Simon's Mother in Law Was in Bed with a High Fever

Matthew 8:14-17; Mark 1:29-34; Luke 4:38-41

DIG: How does Jesus’ healing here compare with His casting out a demon in Mark 1:25? Who did Messiah heal on the Sabbath? Why is that important to know? Who did the Lord heal after the sun went down? How many did He heal? How do you picture that scene? Why does He silence the demons? Why were the people coming to Him?

REFLECT: If you were in the crowd, what would you ask Messiah to heal for you? However, if you pray for healing and like Rabbi Sha’ul (2 Cor 12:1-10), Yeshua chose not to heal you, how do you respond? Does God still heal today? According to what? How do people, knowingly or unknowingly, use the Lord? What do you think He feels about that? What can you do about it?

It was the Holy Sabbath – the first after Yeshua had called the majority of His apostles around Him; the first, also, after His return from Pesach at Jerusalem (see Bs – The First Cleansing of the Temple). But once the synagogue service had ended, Jesus went to Peter’s house. According to Jewish custom the main Sabbath meal came immediately after the synagogue service, at the sixth hour, which is at twelve o’clock noon. As soon as they left the synagogue, they went with James, John and the rest of the apostles, to the home of Simon and Andrew (Mark 1:29). When Yeshua came into Simon’s house, He saw Peter’s mother-in-law stretched out lying in bed. Doctor Luke noticed that she was suffering from a high fever. The imperfect tense means it was continuous, not temporary.

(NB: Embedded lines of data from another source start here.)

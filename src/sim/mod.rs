//! Deterministic simulation module
//!
//! All gameplay logic lives here. This module must be pure and deterministic:
//! - Fixed timestep only (one tick == one 60 Hz frame)
//! - Seeded RNG only
//! - Stable iteration order (collections scanned front to back, mutations
//!   collected during scans and applied afterwards)
//! - No rendering or platform dependencies

pub mod collision;
pub mod poly;
pub mod spawn;
pub mod state;
pub mod tick;

pub use collision::{Hit, point_segment_distance, projectile_hits, segments_intersect, ship_hits_asteroids};
pub use poly::{asteroid_vertices, ship_hull};
pub use spawn::{generate_field, split};
pub use state::{Asteroid, GamePhase, GameState, Projectile, Ship};
pub use tick::{TickInput, restart_game, tick};
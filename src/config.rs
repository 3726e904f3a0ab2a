//! Named constants for every magic number the controller depends on.
//!
//! Single source of truth — every module references this rather than
//! re-deriving a timing constant locally.

/// Clock frequency the timed sequences below assume (8 MHz reference MCU).
pub const F_CPU_HZ: u32 = 8_000_000;

/// Hardware watchdog intervals supported by the reference peripheral,
/// largest first. `VirtualWatchdog::configure_sleep` greedily selects
/// from this list.
pub const WDT_INTERVALS_SECONDS: [u8; 4] = [8, 4, 2, 1];

/// Nominal interval between watering cycles.
pub const LONG_INTERVAL_SECONDS: u32 = 24 * 60 * 60;

/// Default `pump_on_seconds` value on an uninitialised device.
pub const DEFAULT_PUMP_ON_SECONDS: u16 = 5;

/// Valid range for a persisted pump-on duration.
pub const PUMP_ON_SECONDS_MIN: u16 = 1;
pub const PUMP_ON_SECONDS_MAX: u16 = 65535;

/// Consecutive same-level samples the debounce shift register requires
/// before committing to a logical edge.
pub const DEBOUNCE_SAMPLE_BITS: u32 = 8;

/// Hold duration, in milliseconds, at or above which a press is
/// classified "configure new duration" rather than "run test cycle".
pub const BUTTON_CLASSIFY_THRESHOLD_MS: u32 = 1000;

/// Settling pause between driving pump 1 off and pump 2 on.
pub const PUMP_SETTLE_DELAY_MS: u32 = 200;

/// Half-period of the triple-flash "reservoir full" indication.
pub const TRIPLE_FLASH_HALF_PERIOD_MS: u32 = 100;

/// Number of on/off pulses in the triple-flash indication.
pub const TRIPLE_FLASH_COUNT: u32 = 3;

/// Compare value for `OCR0A` giving a 1 ms tick at `F_CPU_HZ` with a
/// `/64` prescaler: `8_000_000 / 64 / 1000 = 125`.
pub const MILLIS_TIMER_COMPARE: u8 = 125;

/// Byte address of the persisted `pump_on_seconds` value in non-volatile
/// storage (little-endian u16).
pub const NV_PUMP_ON_SECONDS_ADDR: u16 = 0;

And they asked the Lord to help her (Mattityahu 8:14; Mark 1:30; Luke 4:38). It is very important to notice that Simon had a mother-in-law because that means that Shim’on was married. If Peter was supposed to be the first pope, as the Catholic Church claims, why was he married?The fact that Peter was married is confirmed by Paul when he wrote to the believers at Corinth: Don’t we have the right to take a believing wife (the Greek word here is gune, or wife, not adelphe, or sister) along with us, as do the other apostles and Peter (First Corinthians 9:5)? The Catholic Church teaches that this was Simon’s sister.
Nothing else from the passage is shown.